[[ Material provided open ]]
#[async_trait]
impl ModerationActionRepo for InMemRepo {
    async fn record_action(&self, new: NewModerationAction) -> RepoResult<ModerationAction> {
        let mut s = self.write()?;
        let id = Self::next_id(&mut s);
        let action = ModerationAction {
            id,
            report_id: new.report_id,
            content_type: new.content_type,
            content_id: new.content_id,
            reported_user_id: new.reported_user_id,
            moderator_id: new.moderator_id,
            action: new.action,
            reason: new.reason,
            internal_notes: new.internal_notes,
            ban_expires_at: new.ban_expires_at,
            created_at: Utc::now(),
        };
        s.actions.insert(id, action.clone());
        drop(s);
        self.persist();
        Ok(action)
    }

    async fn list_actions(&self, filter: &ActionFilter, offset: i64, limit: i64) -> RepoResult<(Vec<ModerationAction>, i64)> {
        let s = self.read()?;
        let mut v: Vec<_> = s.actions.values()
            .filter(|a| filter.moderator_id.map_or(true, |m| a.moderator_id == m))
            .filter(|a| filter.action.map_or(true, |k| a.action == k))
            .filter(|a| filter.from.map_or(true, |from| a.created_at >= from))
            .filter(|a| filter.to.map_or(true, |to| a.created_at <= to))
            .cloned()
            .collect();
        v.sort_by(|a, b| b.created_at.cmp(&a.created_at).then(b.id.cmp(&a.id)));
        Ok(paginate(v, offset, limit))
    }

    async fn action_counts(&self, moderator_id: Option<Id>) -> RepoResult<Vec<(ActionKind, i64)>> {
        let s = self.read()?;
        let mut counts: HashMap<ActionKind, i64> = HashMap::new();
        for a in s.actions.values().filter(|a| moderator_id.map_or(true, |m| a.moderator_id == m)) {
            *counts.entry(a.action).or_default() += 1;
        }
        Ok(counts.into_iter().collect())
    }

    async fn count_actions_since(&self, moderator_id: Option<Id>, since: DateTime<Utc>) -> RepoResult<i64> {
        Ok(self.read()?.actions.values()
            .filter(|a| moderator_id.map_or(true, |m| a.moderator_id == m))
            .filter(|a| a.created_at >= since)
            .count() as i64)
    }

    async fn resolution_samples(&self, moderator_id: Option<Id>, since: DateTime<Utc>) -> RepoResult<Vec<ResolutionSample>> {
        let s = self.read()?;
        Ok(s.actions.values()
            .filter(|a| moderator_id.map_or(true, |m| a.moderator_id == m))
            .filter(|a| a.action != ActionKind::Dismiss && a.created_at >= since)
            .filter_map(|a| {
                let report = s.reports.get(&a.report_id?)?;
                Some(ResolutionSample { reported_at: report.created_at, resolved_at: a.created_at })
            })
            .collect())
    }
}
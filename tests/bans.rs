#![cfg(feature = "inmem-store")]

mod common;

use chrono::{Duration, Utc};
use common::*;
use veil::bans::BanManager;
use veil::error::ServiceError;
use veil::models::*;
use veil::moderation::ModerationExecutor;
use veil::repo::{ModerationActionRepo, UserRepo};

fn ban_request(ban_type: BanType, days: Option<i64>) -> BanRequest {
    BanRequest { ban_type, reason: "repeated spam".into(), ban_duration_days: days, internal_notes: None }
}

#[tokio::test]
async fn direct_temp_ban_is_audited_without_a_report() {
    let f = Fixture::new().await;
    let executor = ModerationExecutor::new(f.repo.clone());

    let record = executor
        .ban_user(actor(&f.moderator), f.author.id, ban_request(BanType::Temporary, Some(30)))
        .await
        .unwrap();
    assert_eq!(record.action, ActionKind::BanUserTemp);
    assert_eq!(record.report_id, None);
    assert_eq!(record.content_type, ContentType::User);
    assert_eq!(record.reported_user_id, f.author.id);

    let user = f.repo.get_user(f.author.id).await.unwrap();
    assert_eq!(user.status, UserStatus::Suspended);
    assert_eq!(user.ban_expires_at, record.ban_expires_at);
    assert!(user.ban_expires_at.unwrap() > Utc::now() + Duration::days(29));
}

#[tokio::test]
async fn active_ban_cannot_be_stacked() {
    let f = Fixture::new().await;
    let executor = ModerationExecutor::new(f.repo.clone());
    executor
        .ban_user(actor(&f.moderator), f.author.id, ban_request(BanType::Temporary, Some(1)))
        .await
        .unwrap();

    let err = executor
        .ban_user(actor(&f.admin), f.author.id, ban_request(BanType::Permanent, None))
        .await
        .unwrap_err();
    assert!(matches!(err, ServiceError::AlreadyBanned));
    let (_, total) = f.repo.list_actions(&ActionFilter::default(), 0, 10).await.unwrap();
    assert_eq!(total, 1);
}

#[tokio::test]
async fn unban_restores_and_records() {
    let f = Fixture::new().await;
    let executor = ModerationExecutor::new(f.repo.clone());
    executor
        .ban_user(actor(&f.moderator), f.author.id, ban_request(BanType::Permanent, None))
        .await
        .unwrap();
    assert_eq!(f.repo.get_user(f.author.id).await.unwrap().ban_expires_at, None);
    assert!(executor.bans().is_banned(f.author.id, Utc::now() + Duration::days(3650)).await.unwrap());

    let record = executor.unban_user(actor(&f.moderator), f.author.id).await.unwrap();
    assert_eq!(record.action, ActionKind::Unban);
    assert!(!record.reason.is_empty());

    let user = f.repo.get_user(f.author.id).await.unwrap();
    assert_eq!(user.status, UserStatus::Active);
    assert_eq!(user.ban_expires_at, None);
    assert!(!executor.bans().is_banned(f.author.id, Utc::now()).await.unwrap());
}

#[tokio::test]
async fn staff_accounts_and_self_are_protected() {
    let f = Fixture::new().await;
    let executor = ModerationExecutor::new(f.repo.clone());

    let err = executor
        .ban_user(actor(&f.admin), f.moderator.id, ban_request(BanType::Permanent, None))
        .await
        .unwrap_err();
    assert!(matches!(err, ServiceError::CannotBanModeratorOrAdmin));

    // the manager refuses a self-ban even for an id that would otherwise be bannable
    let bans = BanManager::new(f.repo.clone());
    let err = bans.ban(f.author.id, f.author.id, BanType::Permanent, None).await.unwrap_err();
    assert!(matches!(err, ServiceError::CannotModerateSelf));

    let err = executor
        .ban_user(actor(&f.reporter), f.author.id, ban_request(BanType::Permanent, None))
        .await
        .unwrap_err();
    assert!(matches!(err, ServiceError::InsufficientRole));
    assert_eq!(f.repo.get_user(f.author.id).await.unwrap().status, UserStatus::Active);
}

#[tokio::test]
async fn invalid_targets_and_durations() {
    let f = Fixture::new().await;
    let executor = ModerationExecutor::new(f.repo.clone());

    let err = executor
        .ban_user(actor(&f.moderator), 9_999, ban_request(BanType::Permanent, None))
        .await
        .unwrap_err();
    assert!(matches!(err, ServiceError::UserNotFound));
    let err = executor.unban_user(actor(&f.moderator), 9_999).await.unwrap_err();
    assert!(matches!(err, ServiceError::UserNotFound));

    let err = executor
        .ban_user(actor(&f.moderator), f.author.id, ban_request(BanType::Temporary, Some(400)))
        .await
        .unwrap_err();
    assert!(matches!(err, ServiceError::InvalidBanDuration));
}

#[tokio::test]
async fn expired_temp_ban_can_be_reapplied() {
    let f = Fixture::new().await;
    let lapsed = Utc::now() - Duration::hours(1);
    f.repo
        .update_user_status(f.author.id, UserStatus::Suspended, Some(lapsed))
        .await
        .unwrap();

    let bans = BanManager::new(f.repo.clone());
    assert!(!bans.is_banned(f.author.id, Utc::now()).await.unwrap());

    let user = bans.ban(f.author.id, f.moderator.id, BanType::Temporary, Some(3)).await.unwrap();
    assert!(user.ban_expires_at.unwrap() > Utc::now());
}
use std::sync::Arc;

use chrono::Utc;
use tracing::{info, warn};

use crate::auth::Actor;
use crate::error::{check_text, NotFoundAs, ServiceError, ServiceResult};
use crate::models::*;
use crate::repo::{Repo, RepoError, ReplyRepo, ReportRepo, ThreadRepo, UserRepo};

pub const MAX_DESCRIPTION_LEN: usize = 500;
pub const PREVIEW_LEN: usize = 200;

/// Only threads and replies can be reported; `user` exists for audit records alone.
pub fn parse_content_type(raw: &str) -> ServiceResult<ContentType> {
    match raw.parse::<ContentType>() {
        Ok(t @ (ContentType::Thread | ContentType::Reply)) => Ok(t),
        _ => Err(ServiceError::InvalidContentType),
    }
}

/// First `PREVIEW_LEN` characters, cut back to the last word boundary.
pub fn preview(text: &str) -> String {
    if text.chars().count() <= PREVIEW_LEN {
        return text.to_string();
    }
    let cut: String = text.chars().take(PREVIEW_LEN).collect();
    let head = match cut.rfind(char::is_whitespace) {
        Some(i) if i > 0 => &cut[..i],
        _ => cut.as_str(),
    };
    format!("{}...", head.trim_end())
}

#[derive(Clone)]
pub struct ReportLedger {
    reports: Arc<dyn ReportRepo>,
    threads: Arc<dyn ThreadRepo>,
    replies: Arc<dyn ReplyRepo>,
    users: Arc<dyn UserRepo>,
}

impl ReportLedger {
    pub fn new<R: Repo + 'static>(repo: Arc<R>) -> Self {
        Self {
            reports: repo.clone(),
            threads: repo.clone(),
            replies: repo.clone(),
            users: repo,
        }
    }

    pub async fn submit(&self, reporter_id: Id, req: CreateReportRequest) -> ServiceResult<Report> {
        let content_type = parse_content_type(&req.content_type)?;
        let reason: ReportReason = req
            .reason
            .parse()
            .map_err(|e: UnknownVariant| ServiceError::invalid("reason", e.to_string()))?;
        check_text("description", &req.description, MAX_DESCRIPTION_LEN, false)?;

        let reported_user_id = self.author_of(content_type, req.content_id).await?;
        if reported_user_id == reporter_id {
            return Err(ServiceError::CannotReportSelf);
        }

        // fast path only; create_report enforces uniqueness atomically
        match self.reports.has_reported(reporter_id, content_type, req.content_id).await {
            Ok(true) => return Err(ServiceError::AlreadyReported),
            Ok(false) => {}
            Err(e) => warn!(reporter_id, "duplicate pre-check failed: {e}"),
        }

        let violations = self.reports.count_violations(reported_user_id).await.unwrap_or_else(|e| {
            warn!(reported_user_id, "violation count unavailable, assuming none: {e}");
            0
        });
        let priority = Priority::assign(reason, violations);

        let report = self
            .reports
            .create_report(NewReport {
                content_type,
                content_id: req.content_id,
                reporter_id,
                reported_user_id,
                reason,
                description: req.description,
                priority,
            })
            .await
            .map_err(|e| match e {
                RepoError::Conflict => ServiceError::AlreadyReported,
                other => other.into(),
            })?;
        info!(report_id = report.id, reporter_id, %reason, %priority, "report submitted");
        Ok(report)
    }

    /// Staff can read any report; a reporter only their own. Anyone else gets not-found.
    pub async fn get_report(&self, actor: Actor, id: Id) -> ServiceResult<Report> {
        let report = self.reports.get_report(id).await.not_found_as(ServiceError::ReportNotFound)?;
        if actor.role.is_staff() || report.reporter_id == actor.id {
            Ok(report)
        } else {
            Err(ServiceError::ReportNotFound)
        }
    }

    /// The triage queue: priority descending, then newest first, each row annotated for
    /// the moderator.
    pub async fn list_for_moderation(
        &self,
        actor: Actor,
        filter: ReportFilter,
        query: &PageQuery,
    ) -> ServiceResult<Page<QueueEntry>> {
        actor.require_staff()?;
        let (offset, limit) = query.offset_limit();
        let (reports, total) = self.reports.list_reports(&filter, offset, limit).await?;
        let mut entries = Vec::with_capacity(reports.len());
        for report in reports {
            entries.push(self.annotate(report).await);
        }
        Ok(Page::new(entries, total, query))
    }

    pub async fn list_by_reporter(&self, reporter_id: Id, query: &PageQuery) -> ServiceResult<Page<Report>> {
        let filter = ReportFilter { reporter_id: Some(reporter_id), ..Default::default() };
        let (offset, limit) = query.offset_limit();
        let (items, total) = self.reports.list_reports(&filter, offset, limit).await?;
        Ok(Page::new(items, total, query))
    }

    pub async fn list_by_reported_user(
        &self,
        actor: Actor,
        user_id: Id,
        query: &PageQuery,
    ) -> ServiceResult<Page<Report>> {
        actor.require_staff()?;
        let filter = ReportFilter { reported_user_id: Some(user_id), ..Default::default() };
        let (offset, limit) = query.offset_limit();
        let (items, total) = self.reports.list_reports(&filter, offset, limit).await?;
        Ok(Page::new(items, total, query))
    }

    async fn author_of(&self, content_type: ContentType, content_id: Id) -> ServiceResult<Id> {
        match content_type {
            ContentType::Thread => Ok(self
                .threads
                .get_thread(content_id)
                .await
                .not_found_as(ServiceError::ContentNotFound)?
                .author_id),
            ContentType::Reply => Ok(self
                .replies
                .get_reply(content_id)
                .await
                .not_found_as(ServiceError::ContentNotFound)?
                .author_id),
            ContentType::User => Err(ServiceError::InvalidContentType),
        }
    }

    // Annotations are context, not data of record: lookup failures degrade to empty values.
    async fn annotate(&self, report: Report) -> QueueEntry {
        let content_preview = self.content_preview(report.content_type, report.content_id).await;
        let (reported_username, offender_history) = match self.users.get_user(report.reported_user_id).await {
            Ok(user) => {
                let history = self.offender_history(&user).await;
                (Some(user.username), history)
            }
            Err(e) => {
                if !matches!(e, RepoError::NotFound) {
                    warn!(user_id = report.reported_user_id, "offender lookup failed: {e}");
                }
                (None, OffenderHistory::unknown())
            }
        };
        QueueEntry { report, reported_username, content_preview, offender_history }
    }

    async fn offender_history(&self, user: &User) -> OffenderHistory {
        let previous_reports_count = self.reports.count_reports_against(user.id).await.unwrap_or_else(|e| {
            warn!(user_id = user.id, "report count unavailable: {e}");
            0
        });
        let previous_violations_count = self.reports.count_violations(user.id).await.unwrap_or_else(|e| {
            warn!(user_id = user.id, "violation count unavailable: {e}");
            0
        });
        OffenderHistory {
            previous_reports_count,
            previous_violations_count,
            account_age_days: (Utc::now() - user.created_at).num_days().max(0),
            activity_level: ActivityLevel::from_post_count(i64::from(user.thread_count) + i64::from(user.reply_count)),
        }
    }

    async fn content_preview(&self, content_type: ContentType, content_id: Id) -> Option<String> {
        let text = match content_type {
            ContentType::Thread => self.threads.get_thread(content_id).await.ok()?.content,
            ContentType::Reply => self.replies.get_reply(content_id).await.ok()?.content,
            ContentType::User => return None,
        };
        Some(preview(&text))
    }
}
[[ Material provided closed ]]
Problem description:
Find each line in the records holding the string "veil" and show it.

Exercise result:
use veil::bans::BanManager;
use veil::error::ServiceError;
use veil::models::*;
use veil::moderation::ModerationExecutor;
use veil::repo::{ModerationActionRepo, UserRepo};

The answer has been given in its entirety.